“Park’s Warrior Center really helped me with my transition out of the military and my goal to complete my degree.”
A veteran of the Iraq War, Jamison said it was a natural fit to return home to Parkville more than two decades after he left for boot camp. “I like being around familiar faces,” he said of Parkville’s friendly, small town vibe. “It brings back good feelings for me.”
After completing a Bachelor of Science degree in social psychology in 2014, Jamison took a job as an outreach specialist at reStart, a nonprofit that helps homeless people in Kansas City. “I was leaving as many veterans on the street as I was helping. The experience was distressing and I wanted to find solutions to fill gaps I saw in the system,” Jamison said. “These men and women took the oath to serve our country just like me. So why was I treated better?”
That question led Jamison to an idea that has since captivated national attention. In 2015, he co-founded the Veterans Community Project — a nonprofit with a mission to eliminate veteran homelessness.

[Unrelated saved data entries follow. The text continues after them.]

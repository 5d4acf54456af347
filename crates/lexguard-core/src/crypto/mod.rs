//! Encryption Engine
//!
//! AES-256-GCM under the tenant's active key. The AAD binds every blob to
//! its tenant and key id, so a blob replayed under another tenant fails to
//! open even if the key were somehow resolvable.

pub mod blob;
pub mod file;
pub mod search;

pub use blob::{Algorithm, EncryptedBlob, NONCE_LEN, TAG_LEN};
pub use file::FileEncryptionSummary;

use crate::keys::{KeyMaterial, KeyVault};
use base64::{engine::general_purpose::STANDARD, Engine as _};
use blob::{TransitEnvelope, TRANSIT_VERSION};
use lexguard_common::{CryptoConfig, KeyId, SecurityError, SecurityResult, TenantId};
use ring::aead::{Aad, LessSafeKey, Nonce, UnboundKey, AES_256_GCM};
use ring::rand::{SecureRandom, SystemRandom};
use serde::{de::DeserializeOwned, Serialize};
use std::sync::Arc;

/// Encryption engine
pub struct EncryptionEngine {
    vault: Arc<KeyVault>,
    config: CryptoConfig,
    rng: SystemRandom,
}

impl EncryptionEngine {
    pub fn new(vault: Arc<KeyVault>, config: CryptoConfig) -> Self {
        Self {
            vault,
            config,
            rng: SystemRandom::new(),
        }
    }

    pub fn vault(&self) -> &Arc<KeyVault> {
        &self.vault
    }

    /// Encrypt under the tenant's active key
    pub async fn encrypt_data(&self, plaintext: &[u8], tenant_id: &TenantId) -> SecurityResult<EncryptedBlob> {
        if plaintext.is_empty() {
            return Err(SecurityError::InvalidInput("empty plaintext".into()));
        }

        let (meta, material) = self.vault.active_key_material(tenant_id).await?;
        let key = aead_key(&material)?;
        let iv = self.random_nonce()?;

        let mut in_out = plaintext.to_vec();
        let tag = key
            .seal_in_place_separate_tag(
                Nonce::assume_unique_for_key(iv),
                Aad::from(blob_aad(tenant_id, &meta.key_id)),
                &mut in_out,
            )
            .map_err(|_| SecurityError::InvalidInput("plaintext too large".into()))?;

        tracing::debug!(tenant_id = %tenant_id, key_id = %meta.key_id, bytes = plaintext.len(), "Encrypted data");

        Ok(EncryptedBlob {
            data: in_out,
            iv: iv.to_vec(),
            tag: tag.as_ref().to_vec(),
            key_id: meta.key_id,
            algorithm: meta.algorithm,
        })
    }

    /// Decrypt a blob on behalf of `tenant_id`
    pub async fn decrypt_data(&self, blob: &EncryptedBlob, tenant_id: &TenantId) -> SecurityResult<Vec<u8>> {
        blob.validate()?;
        let material = self.resolve_for_decrypt(tenant_id, &blob.key_id).await?;
        let key = aead_key(&material)?;
        let nonce = Nonce::try_assume_unique_for_key(&blob.iv)
            .map_err(|_| SecurityError::InvalidInput("malformed nonce".into()))?;

        let mut in_out = Vec::with_capacity(blob.data.len() + TAG_LEN);
        in_out.extend_from_slice(&blob.data);
        in_out.extend_from_slice(&blob.tag);

        let len = key
            .open_in_place(nonce, Aad::from(blob_aad(tenant_id, &blob.key_id)), &mut in_out[..])
            .map_err(|_| {
                tracing::warn!(tenant_id = %tenant_id, key_id = %blob.key_id, "Authentication tag mismatch");
                SecurityError::IntegrityViolation("authentication tag mismatch".into())
            })?
            .len();
        in_out.truncate(len);
        Ok(in_out)
    }

    /// Serialize, encrypt and wrap as a base64 envelope
    pub async fn encrypt_transit_data<T: Serialize + ?Sized>(
        &self,
        value: &T,
        tenant_id: &TenantId,
    ) -> SecurityResult<String> {
        let plaintext = serde_json::to_vec(value)
            .map_err(|e| SecurityError::InvalidInput(format!("unserializable value: {}", e)))?;
        let blob = self.encrypt_data(&plaintext, tenant_id).await?;
        let envelope = serde_json::to_vec(&TransitEnvelope { v: TRANSIT_VERSION, blob })
            .map_err(|e| SecurityError::InvalidInput(format!("envelope encoding: {}", e)))?;
        Ok(STANDARD.encode(envelope))
    }

    pub async fn decrypt_transit_data<T: DeserializeOwned>(
        &self,
        envelope: &str,
        tenant_id: &TenantId,
    ) -> SecurityResult<T> {
        let blob = decode_envelope(envelope)?;
        let plaintext = self.decrypt_data(&blob, tenant_id).await?;
        serde_json::from_slice(&plaintext)
            .map_err(|e| SecurityError::InvalidInput(format!("decrypted payload: {}", e)))
    }

    /// Deterministic per-tenant blind index for `term`
    pub fn generate_searchable_hash(&self, term: &str, tenant_id: &TenantId) -> SecurityResult<String> {
        search::searchable_hash(self.config.search_pepper.as_bytes(), tenant_id, term)
    }

    /// True when the blob decrypts for the tenant. Never errors.
    pub async fn validate_data_integrity(&self, blob: &EncryptedBlob, tenant_id: &TenantId) -> bool {
        match self.decrypt_data(blob, tenant_id).await {
            Ok(_) => true,
            Err(e) => {
                tracing::debug!(tenant_id = %tenant_id, error = %e, "Integrity check failed");
                false
            }
        }
    }

    pub(crate) async fn resolve_for_decrypt(&self, tenant_id: &TenantId, key_id: &KeyId) -> SecurityResult<KeyMaterial> {
        self.vault.resolve_key(tenant_id, key_id).await.map_err(|e| match e {
            SecurityError::KeyNotFound { tenant_id, key_id } => {
                SecurityError::DecryptionKeyNotFound { tenant_id, key_id }
            }
            other => other,
        })
    }

    pub(crate) fn random_nonce(&self) -> SecurityResult<[u8; NONCE_LEN]> {
        let mut nonce = [0u8; NONCE_LEN];
        self.rng.fill(&mut nonce).map_err(|_| SecurityError::Storage {
            message: "system random generator unavailable".into(),
            transient: false,
        })?;
        Ok(nonce)
    }

    pub(crate) fn chunk_size(&self) -> usize {
        self.config.file_chunk_size
    }
}

/// Decode a transit envelope without decrypting it
pub fn decode_envelope(envelope: &str) -> SecurityResult<EncryptedBlob> {
    let raw = STANDARD
        .decode(envelope.trim().as_bytes())
        .map_err(|e| SecurityError::InvalidInput(format!("envelope is not base64: {}", e)))?;
    let envelope: TransitEnvelope = serde_json::from_slice(&raw)
        .map_err(|e| SecurityError::InvalidInput(format!("malformed envelope: {}", e)))?;
    if envelope.v != TRANSIT_VERSION {
        return Err(SecurityError::InvalidInput(format!("unsupported envelope version {}", envelope.v)));
    }
    Ok(envelope.blob)
}

pub(crate) fn aead_key(material: &KeyMaterial) -> SecurityResult<LessSafeKey> {
    let unbound = UnboundKey::new(&AES_256_GCM, material.expose()).map_err(|_| SecurityError::Storage {
        message: "stored key material rejected by cipher".into(),
        transient: false,
    })?;
    Ok(LessSafeKey::new(unbound))
}

fn blob_aad(tenant_id: &TenantId, key_id: &KeyId) -> Vec<u8> {
    format!("lexguard:v1|{}|{}", tenant_id, key_id).into_bytes()
}

#[cfg(test)]
mod tests {
    use super::*;
    use crate::keys::InMemoryKeyStore;
    use lexguard_common::KeyPolicyConfig;
    use serde_json::json;

    async fn engine_with(tenants: &[&str]) -> EncryptionEngine {
        let vault = Arc::new(KeyVault::new(Arc::new(InMemoryKeyStore::new()), KeyPolicyConfig::default()));
        for t in tenants {
            vault.generate_tenant_key(&TenantId::new(*t)).await.unwrap();
        }
        EncryptionEngine::new(vault, CryptoConfig::default())
    }

    #[tokio::test]
    async fn test_round_trip() {
        let engine = engine_with(&["t1"]).await;
        let t1 = TenantId::new("t1");

        let blob = engine.encrypt_data(b"contrat confidentiel", &t1).await.unwrap();
        assert_eq!(blob.iv().len(), NONCE_LEN);
        assert_eq!(blob.tag().len(), TAG_LEN);
        assert_ne!(blob.data(), b"contrat confidentiel");

        let plain = engine.decrypt_data(&blob, &t1).await.unwrap();
        assert_eq!(plain, b"contrat confidentiel");
    }

    #[tokio::test]
    async fn test_nonces_are_fresh() {
        let engine = engine_with(&["t1"]).await;
        let t1 = TenantId::new("t1");
        let a = engine.encrypt_data(b"same", &t1).await.unwrap();
        let b = engine.encrypt_data(b"same", &t1).await.unwrap();
        assert_ne!(a.iv(), b.iv());
        assert_ne!(a.data(), b.data());
    }

    #[tokio::test]
    async fn test_other_tenant_cannot_decrypt() {
        let engine = engine_with(&["t1", "t2"]).await;
        let blob = engine.encrypt_data(b"secret", &TenantId::new("t1")).await.unwrap();

        let result = engine.decrypt_data(&blob, &TenantId::new("t2")).await;
        assert!(matches!(result, Err(SecurityError::DecryptionKeyNotFound { .. })));
    }

    #[tokio::test]
    async fn test_no_active_key() {
        let engine = engine_with(&[]).await;
        let result = engine.encrypt_data(b"x", &TenantId::new("t1")).await;
        assert!(matches!(result, Err(SecurityError::EncryptionKeyNotFound { .. })));
    }

    #[tokio::test]
    async fn test_empty_plaintext_rejected() {
        let engine = engine_with(&["t1"]).await;
        assert!(matches!(
            engine.encrypt_data(b"", &TenantId::new("t1")).await,
            Err(SecurityError::InvalidInput(_))
        ));
    }

    #[tokio::test]
    async fn test_tampering_detected() {
        let engine = engine_with(&["t1"]).await;
        let t1 = TenantId::new("t1");
        let mut blob = engine.encrypt_data(b"honoraires 1200 EUR", &t1).await.unwrap();
        blob.data[0] ^= 0x01;

        assert!(!engine.validate_data_integrity(&blob, &t1).await);
        assert!(matches!(
            engine.decrypt_data(&blob, &t1).await,
            Err(SecurityError::IntegrityViolation(_))
        ));
    }

    #[tokio::test]
    async fn test_rotation_keeps_old_blobs_readable() {
        let engine = engine_with(&["t1"]).await;
        let t1 = TenantId::new("t1");
        let before = engine.encrypt_data(b"avant rotation", &t1).await.unwrap();

        let new_key = engine.vault().rotate_tenant_key(&t1).await.unwrap();
        let after = engine.encrypt_data(b"apres rotation", &t1).await.unwrap();

        assert_eq!(after.key_id(), &new_key.key_id);
        assert_ne!(before.key_id(), after.key_id());
        assert_eq!(engine.decrypt_data(&before, &t1).await.unwrap(), b"avant rotation");
        assert_eq!(engine.decrypt_data(&after, &t1).await.unwrap(), b"apres rotation");
    }

    #[tokio::test]
    async fn test_transit_round_trip() {
        let engine = engine_with(&["t1"]).await;
        let t1 = TenantId::new("t1");
        let value = json!({
            "dossier": "2024-118",
            "parties": ["Martin", "Durand"],
            "montant": 1250.5,
            "urgent": true,
            "notes": null
        });

        let envelope = engine.encrypt_transit_data(&value, &t1).await.unwrap();
        assert!(!envelope.contains("Martin"));

        let back: serde_json::Value = engine.decrypt_transit_data(&envelope, &t1).await.unwrap();
        assert_eq!(back, value);
    }

    #[tokio::test]
    async fn test_malformed_envelope() {
        let engine = engine_with(&["t1"]).await;
        let t1 = TenantId::new("t1");

        let not_b64 = engine.decrypt_transit_data::<serde_json::Value>("%%%", &t1).await;
        assert!(matches!(not_b64, Err(SecurityError::InvalidInput(_))));

        let not_json = STANDARD.encode(b"hello");
        let result = engine.decrypt_transit_data::<serde_json::Value>(&not_json, &t1).await;
        assert!(matches!(result, Err(SecurityError::InvalidInput(_))));
    }

    #[tokio::test]
    async fn test_search_hash_survives_rotation() {
        let engine = engine_with(&["t1"]).await;
        let t1 = TenantId::new("t1");
        let before = engine.generate_searchable_hash("Dupont", &t1).unwrap();
        engine.vault().rotate_tenant_key(&t1).await.unwrap();
        assert_eq!(engine.generate_searchable_hash("Dupont", &t1).unwrap(), before);
    }
}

The VCP aims to offer free, temporary shelter to homeless people with a military background — even if they served a brief stint in the National Guard or Reserves, or were dishonorably discharged — conditions that may disqualify veterans from receiving government help.
Jamison encountered his own challenges when he retired from military service in 2010 — from adjusting to life outside of the military to becoming a full-time student at 44 years old. He remembers spending many hours in the Park Global Warrior Center talking with fellow veterans about their similar struggles. “Park’s Warrior Center really helped me with my transition out of the military and my goal to complete my degree,” said Jamison, who is now assistant director of corporate relations for the Veterans of Foreign Wars Foundation.
Similar to the Park Global Warrior Center, the heart of the Veterans Community Project is a belief in the power of community. To help veterans reintegrate into a stable, civilian life, the VCP’s Outreach Center facilitates a variety of services, including counseling, mentoring, legal, employment and medical assistance — even yoga classes — to help veterans coping with post-traumatic stress disorder.
A one-size-fits-all program doesn’t work for everyone, explained Jamison. Instead, it’s about connecting with people on an individual level. “Developing trust can takes months,” he said. “That’s why veterans will be able to stay in the community as long as they need to get back on their feet.”
“I loved my degree program and everyone at Park, which helped me apply myself and earn my bachelor’s degree in early childhood education."
Music, sports, music — that was Lankford’s world growing up in Smithville, Mo. “College was never on my mind,” she said. Lankford, who comes from a family of teachers, said something came over her in high school. “Despite my music dreams, I wanted to go to college, and when Park offered me a track scholarship, I decided to go for it,” she said.
“I loved my degree program and everyone at Park, which helped me apply myself and earn my bachelor’s degree in early childhood education. I even graduated with honors!” she said. “It took a lot of sacrifice and determination — it does for everyone — but I knew if I just stuck with it, I’d never regret it.”
While at Park, Lankford used her teaching skills working at the School of Rock, a music school in Parkville, Mo., where she taught voice, piano and guitar for seven years. She also developed new curriculum for Little Wing, the school’s program for 3 to 5 year olds.
Watching her perform on stage, it’s hard to imagine Lankford was ever afraid of public speaking. “I’d sing one song after another and wouldn’t stop and talk to the audience because I was terrified. A public speaking class at Park helped me overcome my fears,” she said. “Now I can’t seem to shut up on stage. I love talking to the crowd and I owe that to Park.”
After graduation, Lankford decided to get serious about music. “If I was ever going to make my dream a reality, I had to bite the bullet and go to Nashville,” she said. On New Year’s Day in 2015, Lankford packed her bags for the Music City. Since then, the vibrant songbird has opened for Brad Paisley, Rascal Flatts, Chaka Khan and others.
In February, Lankford’s career took a giant leap when she auditioned for Season 12 of NBC’s “The Voice,” singing LeAnn Rimes’ “Blue.” Her yodel caught the attention of all four celebrity judges who quickly turned their chairs around, signaling a thumbs-up vote for Lankford on the reality TV singing competition franchise.
Lankford released her debut album, “Love on Repeat,” and found time to make another dream come true. She married her high school friend-turned-fiancé, Bryan Lankford, on Oct. 14, 2017.
When she returns to visit family, Lankford wows the hometown crowd singing the National Anthem for the Kansas City Royals, Kansas City Chiefs and Sporting Kansas City.